Saturday, December 10, 2016

The Real Energy Voters Are Us


What Clinton was proposing on climate--a strong grid and storage and development of the infrastructure necessary to eliminating gas--is exactly what we need.

Nothing confirms that better than the news out this week that that is precisely what the fossil fuel lackeys are looking at attacking first.

The incoming administration has sent a questionnaire to the Department of Energy, seeking the names of individuals working on specific programs that include the valuation of the social cost of carbon and lending for research and statistics.

One target is particularly telling:  “The document also signals which of the department’s agencies could face the toughest scrutiny under the new administration. Among them: the Advanced Research Projects Agency-Energy [ARPA-E], a 7-year-old unit that has been a critical instrument for the Obama administration to advance clean-energy technologies.”  
ARPA-E funds projects that are not ready for private investment, but have high potential, in energy storage (battery technology) and transmission (grid technology), among other technologies necessary for solar and wind and other clean energy.

Why would the incoming administration target this program?

Because Obama had it right.  Clinton had it right.  Transmission and storage are essential to transitioning to renewables.  I repeat…Without investment in transmission and storage, we cannot rely predominantly on renewables.

I explored this in full in the past, but here I will quickly summarize.   Wind and solar are intermittent. The sun isn’t always shining everywhere and at all times that electricity is needed, nor is the wind always blowing. There are several potential solutions to this problem. (1) Use electricity only intermittently (not viable or even desired), (2) store the energy for later use (batteries, pumped hydro or other), (3) move the energy from one place to another-transmission (a national grid could move energy from where it is produced to where it is needed) or (4) have another energy source that is “dispatchable,” that is, it can be turned on and off to complement the solar and wind (gas or oil).

Without transmission and storage, any use of solar and wind means continuing dependence on gas or oil.

The work of ARPA-E under Obama, that would have continued under Clinton, is ESSENTIAL to shifting to renewables to any significant extent.

Trump’s team doesn’t necessarily need to focus its attack on solar and wind directly.

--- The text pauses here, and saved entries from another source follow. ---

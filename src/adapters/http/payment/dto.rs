//! HTTP DTOs for the payment endpoints.
//!
//! Every success response carries the uniform `{success, message, ...}`
//! envelope. Request field names follow the gateway's checkout callback
//! payload verbatim.

use serde::{Deserialize, Serialize};

use crate::domain::subscription::SubscriptionStatus;
use crate::ports::SubscriptionSummary;

// ════════════════════════════════════════════════════════════════════════════════
// Request DTOs
// ════════════════════════════════════════════════════════════════════════════════

/// Body of the verify endpoint, as posted by the checkout callback.
#[derive(Debug, Clone, Deserialize)]
pub struct VerifyRequest {
    #[serde(default)]
    pub razorpay_payment_id: String,
    #[serde(default)]
    pub razorpay_signature: String,
    #[serde(default)]
    pub razorpay_subscription_id: String,
}

/// Query parameters of the admin listing endpoint.
#[derive(Debug, Clone, Default, Deserialize)]
pub struct ListPaymentsParams {
    /// Raw count value; coercion happens in the application layer.
    pub count: Option<String>,
}

// ════════════════════════════════════════════════════════════════════════════════
// Response DTOs
// ════════════════════════════════════════════════════════════════════════════════

/// Response for the gateway key endpoint.
#[derive(Debug, Clone, Serialize)]
pub struct GatewayKeyResponse {
    pub success: bool,
    pub message: String,
    pub key: String,
}

/// Response for a successful subscription purchase.
#[derive(Debug, Clone, Serialize)]
pub struct SubscribeResponse {
    pub success: bool,
    pub message: String,
    pub subscription_id: String,
}

/// Response for a successful payment verification.
#[derive(Debug, Clone, Serialize)]
pub struct VerifyResponse {
    pub success: bool,
    pub message: String,
}

/// Response for a successful cancellation.
#[derive(Debug, Clone, Serialize)]
pub struct UnsubscribeResponse {
    pub success: bool,
    pub message: String,
    pub status: SubscriptionStatus,
}

/// One row of the admin listing.
#[derive(Debug, Clone, Serialize)]
pub struct SubscriptionSummaryResponse {
    pub id: String,
    pub plan_id: Option<String>,
    pub status: SubscriptionStatus,
    pub created_at: i64,
}

impl From<SubscriptionSummary> for SubscriptionSummaryResponse {
    fn from(summary: SubscriptionSummary) -> Self {
        Self {
            id: summary.id,
            plan_id: summary.plan_id,
            status: summary.status,
            created_at: summary.created_at,
        }
    }
}

/// Response for the admin listing endpoint.
#[derive(Debug, Clone, Serialize)]
pub struct ListPaymentsResponse {
    pub success: bool,
    pub message: String,
    pub subscriptions: Vec<SubscriptionSummaryResponse>,
}

#[cfg(test)]
mod tests {
    use super::*;

    #[test]
    fn verify_request_tolerates_missing_fields() {
        // Presence is validated by the application layer, not serde.
        let request: VerifyRequest = serde_json::from_str("{}").unwrap();
        assert!(request.razorpay_payment_id.is_empty());
    }

    #[test]
    fn subscribe_response_shape() {
        let response = SubscribeResponse {
            success: true,
            message: "Subscribed successfully".to_string(),
            subscription_id: "sub_1".to_string(),
        };
        let json = serde_json::to_value(&response).unwrap();
        assert_eq!(json["success"], true);
        assert_eq!(json["subscription_id"], "sub_1");
    }
}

They can work on state policies to make solar and wind more difficult. And they can block the grid and storage development that would make solar and wind change from boutique energy to a significant source of energy. That's easy, politically. People have no clue how state utility policies work and no clue why the grid and storage are so important.

And that brings us to the million dollar question.  (Or is it the million parts per million question?)

Where do we go from here?

I proffer this:  double down on science, policy and reason.

We must get educated on why a grid and storage matter and we must educate people on why a grid and storage matter.  We must get educated on what works in climate messaging and educate others on good climate messaging that teach the value of clean energy infrastructure.  We must be open to compromises that work in the right general direction and help others see the value in that.

And this is where Clinton really had it right, once again.  She had the right message; it just wasn't heard.

The oil industry giant American Petroleum Institute has been running an ad campaign about "energy voters" for years. We need to take that away from them.

Climate voters should absolutely be characterized as energy voters. We want carbon free energy.

But our movement is always being hijacked by the "none of the above" crowd. Sorry, no. We are not going back to caves. But we don't have to. That's what Clinton's climate message was about--we can be a clean energy superpower.

That is a powerful message.

But the left hasn't been listening, dismissing it as uncommitted greenwashing focused only on demand and not supply. And the right has been captured by being "energy voters." That single-handedly characterizes us as wanting to take away their energy (we don't), and sends the message that fossil fuels are necessary to living with lights and heat and transport.

That is a message that will kill us.  Fortunately, it also isn’t true.

Clean energy means energy independence.  My Republican Congressman once said “imagine if every time a homeowner replaced their roof, they’d get solar; it would democratize energy”).   It means electric vehicles with awesome torque.  It means less pollution.  It means price stability.  It means a livable planet.  With a grid and storage, it means consistent, reliable energy not subject to the whims of OPEC or other markets.  It means predictability.  It means jobs on our home soil.  It means strength internationally.

And all of that relies on the work of groups like ARPA-E on transmission and storage.

That is the landscape of a clean energy superpower.  And it is more clear than ever before, we need people to see that is the landscape of real climate action.  The fossil fuel lackeys are making it plain that they know it is.  And it scares them.

And that is where the battle lines are now drawn.

We are the voters that want democratic access to energy.  We are the voters that want to drive without dependence on foreign oil or the oil of corrupt politicians.  We are the voters that want to run the meter backwards.  We are the energy voters.

It is time for us to make that our battle cry.